Disgusting - Senate votes to protect telcos against lawsuits

Duncan Bayne's picture
Submitted by Duncan Bayne on Tue, 2008-02-12 21:18.

This is utterly disgusting. Telecommunications companies assisted the Federal Government by providing assistance with illegal wiretaps - and so the Senate scratches their back by protecting them against lawsuits:

The Senate voted today to preserve retroactive immunity from lawsuits for telecommunications companies that cooperated with a government eavesdropping program, decisively rejecting an amendment that would have stripped the provision from a bill to modernize an electronic surveillance law.

...

President Bush has called on Congress to rapidly renew the surveillance authority granted to the federal government in the Protect America Act approved last year. But he has vowed to veto any bill that does not shield the companies that helped the government carry out the warrantless wiretapping program he ordered after the Sept. 11 attacks.

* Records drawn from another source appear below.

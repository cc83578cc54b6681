//! Projectiles and bolts.
//!
//! A shot travels from the caster in a straight compass direction until it
//! reaches a unit, the map edge or a blocked tile. Only a unit standing on the
//! stopping tile is hit; otherwise the shot is not legal at all and nothing is
//! spent.

use crate::ability::{AbilityError, AbilityKind};
use crate::combat;
use crate::context::WorldContext;
use crate::event::{Activity, Frame, Pacing, Projectile, SoundCue};
use crate::geometry::{Direction, Position};
use crate::state::{Map, StatusEffectKind, Unit, UnitId, World};

pub(super) struct Shot {
    target: UnitId,
    stop: Position,
    damage: u32,
}

/// Follows `direction` from `from` and returns the stopping tile.
///
/// The stopping tile is the first tile holding a unit, or the last passable
/// tile before the map edge or a blocked tile. Returns `from` when the very
/// first step is impassable.
pub fn trace(map: &Map, from: Position, direction: Direction) -> Position {
    let mut current = from;
    loop {
        let next = current.step(direction);
        if map.is_blocked(next) {
            return current;
        }
        if map.unit_at(next).is_some() {
            return next;
        }
        current = next;
    }
}

pub(super) fn plan(
    world: &World,
    actor: &Unit,
    kind: AbilityKind,
    target: Position,
) -> Result<Shot, AbilityError> {
    let damage = match kind {
        AbilityKind::ShootArrow => actor
            .ranged_damage()
            .ok_or(AbilityError::MissingEquipment(kind))?,
        _ => spell_damage(kind),
    };
    let direction = actor
        .position
        .direction_to(target)
        .ok_or(AbilityError::NoTarget(kind))?;

    let stop = trace(&world.map, actor.position, direction);
    let victim = world
        .map
        .unit_at(stop)
        .filter(|_| stop != actor.position)
        .ok_or(AbilityError::NoTarget(kind))?;

    Ok(Shot {
        target: victim,
        stop,
        damage,
    })
}

pub(super) fn resolve(ctx: &mut WorldContext<'_>, actor: UnitId, kind: AbilityKind, shot: Shot) {
    let Some(origin) = ctx.unit(actor).map(|unit| unit.position) else {
        return;
    };
    let projectile = Projectile {
        ability: kind,
        from: origin,
        to: shot.stop,
    };
    ctx.frame(Frame::new(actor, Activity::Cast, Pacing::Long).with_projectile(projectile));
    if kind.is_spell() {
        ctx.sound(SoundCue::Spell);
    }

    combat::deal_damage(ctx, shot.damage, Some(actor), shot.target);

    let effect = match kind {
        AbilityKind::Firebolt | AbilityKind::Fireball => Some((StatusEffectKind::Burning, 3)),
        AbilityKind::Frostbolt => Some((StatusEffectKind::Frozen, 2)),
        _ => None,
    };
    if let (Some((effect, turns)), Some(unit)) = (effect, ctx.unit_mut(shot.target)) {
        unit.apply_effect(effect, turns);
    }
}

fn spell_damage(kind: AbilityKind) -> u32 {
    match kind {
        AbilityKind::Bolt | AbilityKind::Firebolt => 4,
        AbilityKind::Frostbolt => 3,
        AbilityKind::Fireball => 8,
        _ => 0,
    }
}
mod common;

use common::{Harness, caster, dummy, hero, monster};
use crawl_core::{
    AbilityKind, AiParameters, BurnTiming, Direction, Faction, MapObject, PlayerCommand,
    PlayerInput, Position, SoundCue, Spawner, StatusEffectKind, TurnScheduler, UnitCatalog,
    UnitModel,
};

const CORRIDOR: &str = "\
#########
#.......#
#########";

const ROOM: &str = "\
#######
#.....#
#.....#
#.....#
#######";

fn at(x: i32, y: i32) -> Position {
    Position::new(x, y)
}

fn aggressive() -> AiParameters {
    AiParameters {
        aggressiveness: 1.0,
        ..AiParameters::default()
    }
}

#[test]
fn player_acts_first_and_turn_advances() {
    let mut h = Harness::new(CORRIDOR);
    let rat = h.add(dummy("rat", 6, 1, 5));
    let hero = h.add_player(hero(1, 1));
    let mut scheduler = TurnScheduler::new();
    let mut input = PlayerInput::new();

    let report = scheduler.play_turn(&mut h.ctx(), &mut input);

    assert_eq!(report.turn, 1);
    assert_eq!(report.acted, vec![hero, rat]);
    assert!(report.deaths.is_empty());
    assert!(!report.game_over);
    assert_eq!(h.world.turn, 2);
    assert!(!h.world.in_progress);
}

#[test]
fn burning_ticks_after_the_units_turn() {
    let mut h = Harness::new(CORRIDOR);
    h.add_player(hero(1, 1));
    let rat = h.add(dummy("rat", 6, 1, 10));
    h.unit_mut(rat).apply_effect(StatusEffectKind::Burning, 3);

    TurnScheduler::new().play_turn(&mut h.ctx(), &mut PlayerInput::new());

    assert_eq!(h.unit(rat).life.current, 9);
    assert_eq!(h.unit(rat).effects.remaining(StatusEffectKind::Burning), Some(2));
    assert!(h.sink.logged("rat takes 1 damage"));
}

#[test]
fn end_of_turn_burn_lets_the_unit_act_first() {
    let mut h = Harness::new(CORRIDOR);
    h.add_player(hero(1, 1));
    let rat = h.add(dummy("rat", 6, 1, 1));
    h.unit_mut(rat).apply_effect(StatusEffectKind::Burning, 3);

    let report = TurnScheduler::new().play_turn(&mut h.ctx(), &mut PlayerInput::new());

    assert!(report.acted.contains(&rat));
    assert_eq!(report.deaths, vec![rat]);
}

#[test]
fn upkeep_burn_kills_before_acting() {
    let mut h = Harness::new(CORRIDOR);
    h.config.burn_timing = BurnTiming::Upkeep;
    h.add_player(hero(1, 1));
    let rat = h.add(dummy("rat", 6, 1, 1));
    h.unit_mut(rat).apply_effect(StatusEffectKind::Burning, 3);

    let report = TurnScheduler::new().play_turn(&mut h.ctx(), &mut PlayerInput::new());

    assert!(!report.acted.contains(&rat));
    assert_eq!(report.deaths, vec![rat]);
}

#[test]
fn stunned_player_loses_the_queued_command() {
    let mut h = Harness::new(CORRIDOR);
    let hero = h.add_player(hero(1, 1));
    h.unit_mut(hero).apply_effect(StatusEffectKind::Stunned, 1);
    let mut input: PlayerInput = [
        PlayerCommand::Step(Direction::East),
        PlayerCommand::Step(Direction::East),
    ]
    .into_iter()
    .collect();
    let mut scheduler = TurnScheduler::new();

    let report = scheduler.play_turn(&mut h.ctx(), &mut input);
    assert!(!report.acted.contains(&hero));
    assert_eq!(h.unit(hero).position, at(1, 1));
    assert_eq!(input.pending(), 1);

    // The stun has worn off.
    scheduler.play_turn(&mut h.ctx(), &mut input);
    assert_eq!(h.unit(hero).position, at(2, 1));
}

#[test]
fn free_moves_are_bounded_per_turn() {
    let mut h = Harness::new(CORRIDOR);
    let hero = h.add_player(caster(hero(1, 1), 10, &[]));
    let mut input: PlayerInput = (2..=6)
        .map(|x| PlayerCommand::UseAbility {
            ability: AbilityKind::FreeMove,
            target: Some(at(x, 1)),
        })
        .collect();
    let mut scheduler = TurnScheduler::new();

    scheduler.play_turn(&mut h.ctx(), &mut input);
    assert_eq!(h.unit(hero).position, at(4, 1));
    assert_eq!(h.unit(hero).mana.current, 4);
    assert_eq!(input.pending(), 2);

    scheduler.play_turn(&mut h.ctx(), &mut input);
    assert_eq!(h.unit(hero).position, at(6, 1));
    assert_eq!(h.unit(hero).mana.current, 0);
    assert_eq!(input.pending(), 0);
}

#[test]
fn illegal_input_does_not_consume_the_turn() {
    let mut h = Harness::new(CORRIDOR);
    let hero = h.add_player(caster(hero(1, 1), 4, &[AbilityKind::Fireball]));
    let orc = h.add(dummy("orc", 5, 1, 10));
    let mut input: PlayerInput = [
        PlayerCommand::UseAbility {
            ability: AbilityKind::Fireball,
            target: Some(at(5, 1)),
        },
        PlayerCommand::Step(Direction::East),
    ]
    .into_iter()
    .collect();

    TurnScheduler::new().play_turn(&mut h.ctx(), &mut input);

    assert_eq!(h.sink.count_sound(SoundCue::Blocked), 1);
    assert_eq!(input.rejected(), 1);
    assert_eq!(h.unit(hero).mana.current, 4);
    assert_eq!(h.unit(orc).life.current, 10);
    assert_eq!(h.unit(hero).position, at(2, 1));
}

#[test]
fn rejected_input_alone_leaves_the_turn_unresolved() {
    let mut h = Harness::new(CORRIDOR);
    let hero = h.add_player(caster(hero(1, 1), 4, &[AbilityKind::Fireball]));
    let orc = h.add(monster("orc", 2, 1, 10, aggressive()));
    let mut input: PlayerInput = [PlayerCommand::UseAbility {
        ability: AbilityKind::Fireball,
        target: Some(at(2, 1)),
    }]
    .into_iter()
    .collect();
    let mut scheduler = TurnScheduler::new();

    let report = scheduler.play_turn(&mut h.ctx(), &mut input);

    assert!(report.awaiting_input);
    assert!(report.acted.is_empty());
    assert_eq!(report.turn, 1);
    assert_eq!(h.world.turn, 1);
    assert!(!h.world.in_progress);
    assert_eq!(h.unit(hero).life.current, 20);
    assert_eq!(h.unit(hero).mana.current, 4);
    assert_eq!(h.unit(orc).life.current, 10);
    assert_eq!(h.sink.count_sound(SoundCue::Blocked), 1);
    assert_eq!(input.rejected(), 1);
    assert_eq!(input.pending(), 0);

    // A legal command lets the turn go ahead.
    input.push(PlayerCommand::Stay);
    let report = scheduler.play_turn(&mut h.ctx(), &mut input);

    assert!(!report.awaiting_input);
    assert_eq!(report.acted, vec![hero, orc]);
    assert_eq!(h.world.turn, 2);
    assert_eq!(h.unit(hero).life.current, 19);
}

#[test]
fn monsters_close_in_and_attack() {
    let mut h = Harness::new(CORRIDOR);
    let hero = h.add_player(hero(1, 1));
    let orc = h.add(monster("orc", 4, 1, 10, aggressive()));
    let mut scheduler = TurnScheduler::new();
    let mut input = PlayerInput::new();

    scheduler.play_turn(&mut h.ctx(), &mut input);
    assert_eq!(h.unit(orc).position, at(3, 1));
    scheduler.play_turn(&mut h.ctx(), &mut input);
    assert_eq!(h.unit(orc).position, at(2, 1));
    assert_eq!(h.unit(hero).life.current, 20);

    scheduler.play_turn(&mut h.ctx(), &mut input);
    assert_eq!(h.unit(hero).life.current, 19);
    assert!(h.sink.logged("orc hits hero for 1"));
}

#[test]
fn player_death_stops_the_game() {
    let mut h = Harness::new(CORRIDOR);
    let hero = h.add_player(hero(1, 1));
    h.unit_mut(hero).life.current = 1;
    h.unit_mut(hero).apply_effect(StatusEffectKind::Burning, 2);
    h.add(dummy("rat", 6, 1, 5));
    let mut scheduler = TurnScheduler::new();
    let mut input = PlayerInput::new();

    let report = scheduler.play_turn(&mut h.ctx(), &mut input);
    assert!(report.game_over);
    assert_eq!(report.deaths, vec![hero]);
    assert_eq!(report.acted, vec![hero]);
    let turn = h.world.turn;

    let report = scheduler.play_turn(&mut h.ctx(), &mut input);
    assert!(report.game_over);
    assert!(report.acted.is_empty());
    assert_eq!(h.world.turn, turn);
}

#[test]
fn spawners_respect_their_cap() {
    let catalog: UnitCatalog = [UnitModel::new("rat", Faction::Enemy, 2)].into_iter().collect();
    let mut h = Harness::with_catalog(ROOM, catalog);
    h.add_player(hero(1, 1));
    h.world
        .map
        .add_object(at(4, 2), MapObject::Spawner(Spawner::new("rat", 5, 2, 1)));
    let mut scheduler = TurnScheduler::new();
    let mut input = PlayerInput::new();

    scheduler.play_turn(&mut h.ctx(), &mut input);
    assert_eq!(h.world.map.units().count(), 1);

    scheduler.play_turn(&mut h.ctx(), &mut input);
    assert_eq!(h.world.map.units().count(), 2);
    let rat = h
        .world
        .map
        .units()
        .find(|unit| unit.name == "rat")
        .map(|unit| unit.id)
        .expect("a rat was spawned");
    assert!(h.unit(rat).position.is_adjacent(at(4, 2)));

    for _ in 0..4 {
        scheduler.play_turn(&mut h.ctx(), &mut input);
    }
    assert_eq!(h.world.map.units().count(), 2);

    // Once the rat is gone the spawner refills on its next cycle.
    h.world.map.remove_unit(rat);
    for _ in 0..2 {
        scheduler.play_turn(&mut h.ctx(), &mut input);
    }
    assert_eq!(h.world.map.units().count(), 2);
}

#[test]
fn vision_stops_at_walls() {
    let layout = "\
#######
#..#..#
#..#..#
#######";
    let mut h = Harness::new(layout);
    h.add_player(hero(1, 1));

    TurnScheduler::new().play_turn(&mut h.ctx(), &mut PlayerInput::new());

    let map = &h.world.map;
    assert!(map.is_revealed(at(1, 1)));
    assert!(map.is_revealed(at(2, 2)));
    assert!(map.is_revealed(at(3, 1)));
    assert!(!map.is_revealed(at(4, 1)));
    assert!(!map.is_revealed(at(5, 2)));
}
//! Explicit context threaded through every layer of turn resolution.

use rand::RngCore;

use crate::config::GameConfig;
use crate::event::{EventSink, Frame, SoundCue};
use crate::state::{Unit, UnitId, World};

/// Everything a turn needs: the world, the random source, presentation
/// collaborators and the balance tables.
///
/// There is no global state; whoever drives the game builds a context and
/// hands it down to the scheduler, controllers and abilities.
pub struct WorldContext<'a> {
    pub world: &'a mut World,
    pub rng: &'a mut dyn RngCore,
    pub sink: &'a mut dyn EventSink,
    pub config: &'a GameConfig,
}

impl<'a> WorldContext<'a> {
    pub fn new(
        world: &'a mut World,
        rng: &'a mut dyn RngCore,
        sink: &'a mut dyn EventSink,
        config: &'a GameConfig,
    ) -> Self {
        Self {
            world,
            rng,
            sink,
            config,
        }
    }

    /// Appends a ticker line stamped with the current turn.
    pub fn log(&mut self, message: impl AsRef<str>) {
        self.sink.log(message.as_ref(), self.world.turn);
    }

    pub fn sound(&mut self, cue: SoundCue) {
        self.sink.play_sound(cue);
    }

    pub fn frame(&mut self, frame: Frame) {
        self.sink.frame(frame);
    }

    pub fn unit(&self, id: UnitId) -> Option<&Unit> {
        self.world.unit(id)
    }

    pub fn unit_mut(&mut self, id: UnitId) -> Option<&mut Unit> {
        self.world.unit_mut(id)
    }

    /// Display name of a unit, or a placeholder for units no longer on the map.
    pub fn name_of(&self, id: UnitId) -> String {
        self.world
            .unit(id)
            .map_or_else(|| format!("unit {id}"), |unit| unit.name.clone())
    }
}
//! Common error infrastructure for crawl-core.
//!
//! Domain-specific errors (`AbilityError`, `OrderError`, `MapError`,
//! `ManaError`) live next to the code that raises them and implement
//! [`GameError`] so callers can decide how loudly to fail.
//!
//! Three classes of outcome exist in the turn core:
//!
//! - **Precondition violations** ([`ErrorSeverity::Fatal`]): a caller broke a
//!   contract (targeted ability without a target, teleport beyond range,
//!   overspending mana). The current action is aborted and the turn goes on.
//! - **Legality failures** ([`ErrorSeverity::Recoverable`]): not enough mana,
//!   missing equipment, blocked tile. Player input turns these into a
//!   "blocked" cue; AI falls back to staying put.
//! - **Expected absence** (no path, nothing in line of sight) is not an error
//!   at all and is modelled with empty collections or `Option`.

use crate::geometry::Position;
use crate::state::UnitId;

/// Severity level of an error, used for categorization and recovery strategies.
#[derive(Clone, Copy, Debug, PartialEq, Eq, Hash)]
#[cfg_attr(feature = "serde", derive(serde::Serialize, serde::Deserialize))]
pub enum ErrorSeverity {
    /// The action is illegal right now but may be legal later or elsewhere.
    ///
    /// Examples: insufficient mana, destination blocked, no target in line
    Recoverable,

    /// Invalid input referencing something that does not exist.
    ///
    /// Examples: unknown unit id, unknown summon model
    Validation,

    /// Unexpected state inconsistency; indicates a bug.
    ///
    /// Examples: occupancy desync between unit and map
    Internal,

    /// Caller-side contract violation that must never happen in correct code.
    ///
    /// Examples: missing target for a targeted ability, teleport beyond range
    Fatal,
}

impl ErrorSeverity {
    pub const fn as_str(&self) -> &'static str {
        match self {
            Self::Recoverable => "recoverable",
            Self::Validation => "validation",
            Self::Internal => "internal",
            Self::Fatal => "fatal",
        }
    }

    pub const fn is_recoverable(&self) -> bool {
        matches!(self, Self::Recoverable)
    }

    /// True for severities that point at a bug rather than at game state.
    pub const fn is_internal(&self) -> bool {
        matches!(self, Self::Internal | Self::Fatal)
    }
}

/// Contextual information attached to errors for diagnostics.
#[derive(Clone, Debug, PartialEq, Eq, Default)]
pub struct ErrorContext {
    pub actor: Option<UnitId>,
    pub position: Option<Position>,
    /// Global turn counter at the time of the error.
    pub turn: u64,
    pub message: Option<&'static str>,
}

impl ErrorContext {
    #[must_use]
    pub const fn new(turn: u64) -> Self {
        Self {
            actor: None,
            position: None,
            turn,
            message: None,
        }
    }

    #[must_use]
    pub const fn with_actor(mut self, actor: UnitId) -> Self {
        self.actor = Some(actor);
        self
    }

    #[must_use]
    pub const fn with_position(mut self, position: Position) -> Self {
        self.position = Some(position);
        self
    }

    #[must_use]
    pub const fn with_message(mut self, message: &'static str) -> Self {
        self.message = Some(message);
        self
    }
}

/// Common trait for all crawl-core errors.
pub trait GameError: core::fmt::Display + core::fmt::Debug {
    fn severity(&self) -> ErrorSeverity;

    fn context(&self) -> Option<&ErrorContext> {
        None
    }

    /// Static identifier for the error variant, for logs and tests.
    fn error_code(&self) -> &'static str {
        core::any::type_name::<Self>()
    }
}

About 40 lawsuits have been filed against U.S. telecommunications companies by plaintiffs who alleged that the firms' actions violated wiretapping and privacy laws.

...

The Senate today also rejected two other amendments aimed at diluting the immunity provision. One would have allowed the lawsuits to go forward but would have made the federal government--not the telecommunications companies--the defendant in those cases. The measure, co-sponsored by Sens. Arlen Specter (R-Pa.) and Sheldon Whitehouse (D-R.I.), was rejected 68 to 30.

The transition to the rule of man, not law, is nearly complete.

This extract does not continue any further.